The profits before purpose movement led by economists Jensen, Meckling and, most famously Milton Friedman, believes that:

  • corporations have no existence

  • having no existence they have no utility

  • having no utility they have no purpose other than to maximise profits

But these keystone ideas are also the movement’s most vulnerable and fragile premise. Remove them and the foundations of neoclassical economics collapse.

For decades, lawyers and legal academics have given neoclassical economists cover for their profit maximizing theories by arguing that corporations do not exist in law. Underwriting a dominant form of corporate governance where maximizing value and profits are one and the same. In the process, becoming the handmaidens of an insidious form of global decapitalization. A world awash in money that can not buy back that which was destroyed in its one eyed pursuit.

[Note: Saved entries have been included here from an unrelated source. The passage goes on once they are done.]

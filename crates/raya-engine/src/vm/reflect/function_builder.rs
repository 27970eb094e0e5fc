//! High-level Function Builder for Reflection API
//!
//! Provides a convenient API for creating wrapper functions at runtime.
//! This is the preferred API for method decorators, built on top of BytecodeBuilder.
//!
//! ## Usage
//!
//! ```ignore
//! // Create a wrapper with hooks
//! let wrapper = FunctionWrapper::new(original_func_id)
//!     .with_before(before_hook_id)
//!     .with_after(after_hook_id)
//!     .build(&mut registry)?;
//! ```

use std::collections::HashMap;
use std::sync::atomic::{AtomicUsize, Ordering};

use crate::vm::value::Value;
use crate::vm::VmError;

/// Global counter for wrapper IDs
static NEXT_WRAPPER_ID: AtomicUsize = AtomicUsize::new(0x9000_0000);

/// Generate a unique wrapper function ID
fn generate_wrapper_id() -> usize {
    NEXT_WRAPPER_ID.fetch_add(1, Ordering::Relaxed)
}

/// Hook type for wrapper functions
#[derive(Debug, Clone, Copy, PartialEq, Eq)]
pub enum HookType {
    /// Called before the original method with args
    Before,
    /// Called after the original method with result
    After,
    /// Called instead of original - receives (method, args), must call method
    Around,
    /// Called if the original method throws an error
    OnError,
}

/// A hook to be called at a specific point in wrapper execution
#[derive(Debug, Clone)]
pub struct WrapperHook {
    /// Type of hook
    pub hook_type: HookType,
    /// Function ID to call (or Value::null() if using closure)
    pub function_id: Option<usize>,
    /// Closure value (alternative to function_id)
    pub closure: Option<Value>,
}

impl WrapperHook {
    /// Create a hook with a function ID
    pub fn with_function(hook_type: HookType, function_id: usize) -> Self {
        Self {
            hook_type,
            function_id: Some(function_id),
            closure: None,
        }
    }

    /// Create a hook with a closure value
    pub fn with_closure(hook_type: HookType, closure: Value) -> Self {
        Self {
            hook_type,
            function_id: None,
            closure: Some(closure),
        }
    }
}

/// Builder for creating wrapper functions
#[derive(Debug)]
pub struct FunctionWrapper {
    /// ID of the original function to wrap
    pub original_func_id: usize,
    /// Original function's parameter count
    pub param_count: usize,
    /// Hooks to apply
    pub hooks: Vec<WrapperHook>,
    /// Name for the wrapper function
    pub name: Option<String>,
}

impl FunctionWrapper {
    /// Create a new wrapper for the given function
    pub fn new(original_func_id: usize, param_count: usize) -> Self {
        Self {
            original_func_id,
            param_count,
            hooks: Vec::new(),
            name: None,
        }
    }

    /// Set wrapper function name
    pub fn with_name(mut self, name: String) -> Self {
        self.name = Some(name);
        self
    }

    /// Add a before hook
    pub fn with_before(mut self, function_id: usize) -> Self {
        self.hooks.push(WrapperHook::with_function(HookType::Before, function_id));
        self
    }

    /// Add an after hook
    pub fn with_after(mut self, function_id: usize) -> Self {
        self.hooks.push(WrapperHook::with_function(HookType::After, function_id));
        self
    }

    /// Add an around hook
    pub fn with_around(mut self, function_id: usize) -> Self {
        self.hooks.push(WrapperHook::with_function(HookType::Around, function_id));
        self
    }

    /// Add an error hook
    pub fn with_on_error(mut self, function_id: usize) -> Self {
        self.hooks.push(WrapperHook::with_function(HookType::OnError, function_id));
        self
    }

    /// Add a hook with closure
    pub fn with_hook_closure(mut self, hook_type: HookType, closure: Value) -> Self {
        self.hooks.push(WrapperHook::with_closure(hook_type, closure));
        self
    }

    /// Check if this wrapper has an around hook
    pub fn has_around_hook(&self) -> bool {
        self.hooks.iter().any(|h| h.hook_type == HookType::Around)
    }

    /// Build the wrapper function and return its ID
    ///
    /// The generated wrapper has this structure:
    /// ```ignore
    /// function wrapper(...args) {
    ///     // Call before hooks with args
    ///     for hook in before_hooks { hook(args); }
    ///
    ///     // Call original (or around hook)
    ///     let result;
    ///     try {
    ///         if (around_hook) {
    ///             result = around_hook(original, args);
    ///         } else {
    ///             result = original(...args);
    ///         }
    ///     } catch (e) {
    ///         // Call error hooks
    ///         for hook in error_hooks { result = hook(e); }
    ///     }
    ///
    ///     // Call after hooks with result
    ///     for hook in after_hooks { hook(result); }
    ///
    ///     return result;
    /// }
    /// ```
    pub fn build(self) -> Result<WrapperFunction, VmError> {
        let wrapper_id = generate_wrapper_id();
        let name = self.name.unwrap_or_else(|| format!("wrapper_{}", wrapper_id));

        // For now, we create a simple wrapper structure
        // The actual bytecode generation would require more infrastructure
        // Instead, we store the wrapper metadata for runtime interpretation

        let wrapper = WrapperFunction {
            id: wrapper_id,
            name,
            original_func_id: self.original_func_id,
            param_count: self.param_count,
            before_hooks: self.hooks.iter()
                .filter(|h| h.hook_type == HookType::Before)
                .cloned()
                .collect(),
            after_hooks: self.hooks.iter()
                .filter(|h| h.hook_type == HookType::After)
                .cloned()
                .collect(),
            around_hook: self.hooks.iter()
                .find(|h| h.hook_type == HookType::Around)
                .cloned(),
            error_hooks: self.hooks.iter()
                .filter(|h| h.hook_type == HookType::OnError)
                .cloned()
                .collect(),
        };

        Ok(wrapper)
    }
}

/// A compiled wrapper function
#[derive(Debug, Clone)]
pub struct WrapperFunction {
    /// Unique wrapper ID
    pub id: usize,
    /// Wrapper function name
    pub name: String,
    /// ID of the original function being wrapped
    pub original_func_id: usize,
    /// Number of parameters
    pub param_count: usize,
    /// Before hooks (called with args before original)
    pub before_hooks: Vec<WrapperHook>,
    /// After hooks (called with result after original)
    pub after_hooks: Vec<WrapperHook>,
    /// Around hook (replaces original call, receives method + args)
    pub around_hook: Option<WrapperHook>,
    /// Error hooks (called if original throws)
    pub error_hooks: Vec<WrapperHook>,
}

impl WrapperFunction {
    /// Check if this wrapper has any hooks
    pub fn has_hooks(&self) -> bool {
        !self.before_hooks.is_empty()
            || !self.after_hooks.is_empty()
            || self.around_hook.is_some()
            || !self.error_hooks.is_empty()
    }

    /// Check if this is a pass-through wrapper (no hooks)
    pub fn is_passthrough(&self) -> bool {
        !self.has_hooks()
    }
}

/// Registry for wrapper functions
#[derive(Debug, Default)]
pub struct WrapperFunctionRegistry {
    /// Wrappers by ID
    wrappers: HashMap<usize, WrapperFunction>,
}

impl WrapperFunctionRegistry {
    /// Create a new registry
    pub fn new() -> Self {
        Self {
            wrappers: HashMap::new(),
        }
    }

    /// Register a wrapper function
    pub fn register(&mut self, wrapper: WrapperFunction) -> usize {
        let id = wrapper.id;
        self.wrappers.insert(id, wrapper);
        id
    }

    /// Get a wrapper by ID
    pub fn get(&self, id: usize) -> Option<&WrapperFunction> {
        self.wrappers.get(&id)
    }

    /// Check if a wrapper exists
    pub fn contains(&self, id: usize) -> bool {
        self.wrappers.contains_key(&id)
    }

    /// Remove a wrapper
    pub fn remove(&mut self, id: usize) -> Option<WrapperFunction> {
        self.wrappers.remove(&id)
    }

    /// Get all wrapper IDs
    pub fn wrapper_ids(&self) -> impl Iterator<Item = usize> + '_ {
        self.wrappers.keys().copied()
    }
}

/// Decorator metadata tracking
#[derive(Debug, Clone)]
pub struct DecoratorApplication {
    /// Decorator function name
    pub name: String,
    /// Arguments passed to decorator factory (if any)
    pub args: Vec<Value>,
    /// Target type: class, method, field, or parameter
    pub target_type: DecoratorTargetType,
    /// Property key for method/field/parameter decorators
    pub property_key: Option<String>,
    /// Parameter index for parameter decorators
    pub parameter_index: Option<usize>,
}

/// Type of decorator target
#[derive(Debug, Clone, Copy, PartialEq, Eq)]
pub enum DecoratorTargetType {
    Class,
    Method,
    Field,
    Parameter,
}

impl DecoratorTargetType {
    /// Convert to string representation
    pub fn as_str(&self) -> &'static str {
        match self {
            DecoratorTargetType::Class => "class",
            DecoratorTargetType::Method => "method",
            DecoratorTargetType::Field => "field",
            DecoratorTargetType::Parameter => "parameter",
        }
    }
}

/// Registry for tracking decorator applications on classes
#[derive(Debug, Default)]
pub struct DecoratorRegistry {
    /// Decorators applied to classes: class_id -> Vec<DecoratorApplication>
    class_decorators: HashMap<usize, Vec<DecoratorApplication>>,
    /// Decorators applied to methods: (class_id, method_name) -> Vec<DecoratorApplication>
    method_decorators: HashMap<(usize, String), Vec<DecoratorApplication>>,
    /// Decorators applied to fields: (class_id, field_name) -> Vec<DecoratorApplication>
    field_decorators: HashMap<(usize, String), Vec<DecoratorApplication>>,
    /// Decorators applied to parameters: (class_id, method_name, param_index) -> Vec<DecoratorApplication>
    parameter_decorators: HashMap<(usize, String, usize), Vec<DecoratorApplication>>,
    /// Index: decorator_name -> Vec<class_id>
    classes_by_decorator: HashMap<String, Vec<usize>>,
}

impl DecoratorRegistry {
    /// Create a new registry
    pub fn new() -> Self {
        Self {
            class_decorators: HashMap::new(),
            method_decorators: HashMap::new(),
            field_decorators: HashMap::new(),
            parameter_decorators: HashMap::new(),
            classes_by_decorator: HashMap::new(),
        }
    }

    /// Register a decorator on a class
    pub fn register_class_decorator(&mut self, class_id: usize, decorator: DecoratorApplication) {
        // Update index
        self.classes_by_decorator
            .entry(decorator.name.clone())
            .or_default()
            .push(class_id);

        // Store decorator
        self.class_decorators
            .entry(class_id)
            .or_default()
            .push(decorator);
    }

    /// Register a decorator on a method
    pub fn register_method_decorator(
        &mut self,
        class_id: usize,
        method_name: String,
        decorator: DecoratorApplication,
    ) {
        self.method_decorators
            .entry((class_id, method_name))
            .or_default()
            .push(decorator);
    }

    /// Register a decorator on a field
    pub fn register_field_decorator(
        &mut self,
        class_id: usize,
        field_name: String,
        decorator: DecoratorApplication,
    ) {
        self.field_decorators
            .entry((class_id, field_name))
            .or_default()
            .push(decorator);
    }

    /// Register a decorator on a parameter
    pub fn register_parameter_decorator(
        &mut self,
        class_id: usize,
        method_name: String,
        param_index: usize,
        decorator: DecoratorApplication,
    ) {
        self.parameter_decorators
            .entry((class_id, method_name, param_index))
            .or_default()
            .push(decorator);
    }

    /// Get all classes with a specific decorator
    pub fn get_classes_with_decorator(&self, decorator_name: &str) -> Vec<usize> {
        self.classes_by_decorator
            .get(decorator_name)
            .cloned()
            .unwrap_or_default()
    }

    /// Get decorators on a class
    pub fn get_class_decorators(&self, class_id: usize) -> Vec<&DecoratorApplication> {
        self.class_decorators
            .get(&class_id)
            .map(|v| v.iter().collect())
            .unwrap_or_default()
    }

    /// Get decorators on a method
    pub fn get_method_decorators(&self, class_id: usize, method_name: &str) -> Vec<&DecoratorApplication> {
        self.method_decorators
            .get(&(class_id, method_name.to_string()))
            .map(|v| v.iter().collect())
            .unwrap_or_default()
    }

    /// Get decorators on a field
    pub fn get_field_decorators(&self, class_id: usize, field_name: &str) -> Vec<&DecoratorApplication> {
        self.field_decorators
            .get(&(class_id, field_name.to_string()))
            .map(|v| v.iter().collect())
            .unwrap_or_default()
    }

    /// Get decorators on a parameter
    pub fn get_parameter_decorators(
        &self,
        class_id: usize,
        method_name: &str,
        param_index: usize,
    ) -> Vec<&DecoratorApplication> {
        self.parameter_decorators
            .get(&(class_id, method_name.to_string(), param_index))
            .map(|v| v.iter().collect())
            .unwrap_or_default()
    }

    /// Check if a class has a specific decorator
    pub fn class_has_decorator(&self, class_id: usize, decorator_name: &str) -> bool {
        self.class_decorators
            .get(&class_id)
            .map(|decorators| decorators.iter().any(|d| d.name == decorator_name))
            .unwrap_or(false)
    }

    /// Get all decorator names applied to a class
    pub fn get_class_decorator_names(&self, class_id: usize) -> Vec<String> {
        self.class_decorators
            .get(&class_id)
            .map(|decorators| decorators.iter().map(|d| d.name.clone()).collect())
            .unwrap_or_default()
    }
}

They are wrong to argue that corporations don’t exist and value means profit.

Using reason and the descriptive power of thermodynamics, I argue that lawyers should take their inspiration from science to discover the corporation and the unrealised purpose of corporate law.

From the outset I should make clear that the law and science approach I advocate has very little in common with law and economics and the maximize shareholder profits mantra that has dominated corporate law, management and governance for the best part of fifty years. Nor do I believe in stakeholderism.

The shareholder vs stakeholder debate argues false opposites. Grounded in the same ethical model and denial of the corporation they sit closely together and not apart.

My work sits in a different plane altogether.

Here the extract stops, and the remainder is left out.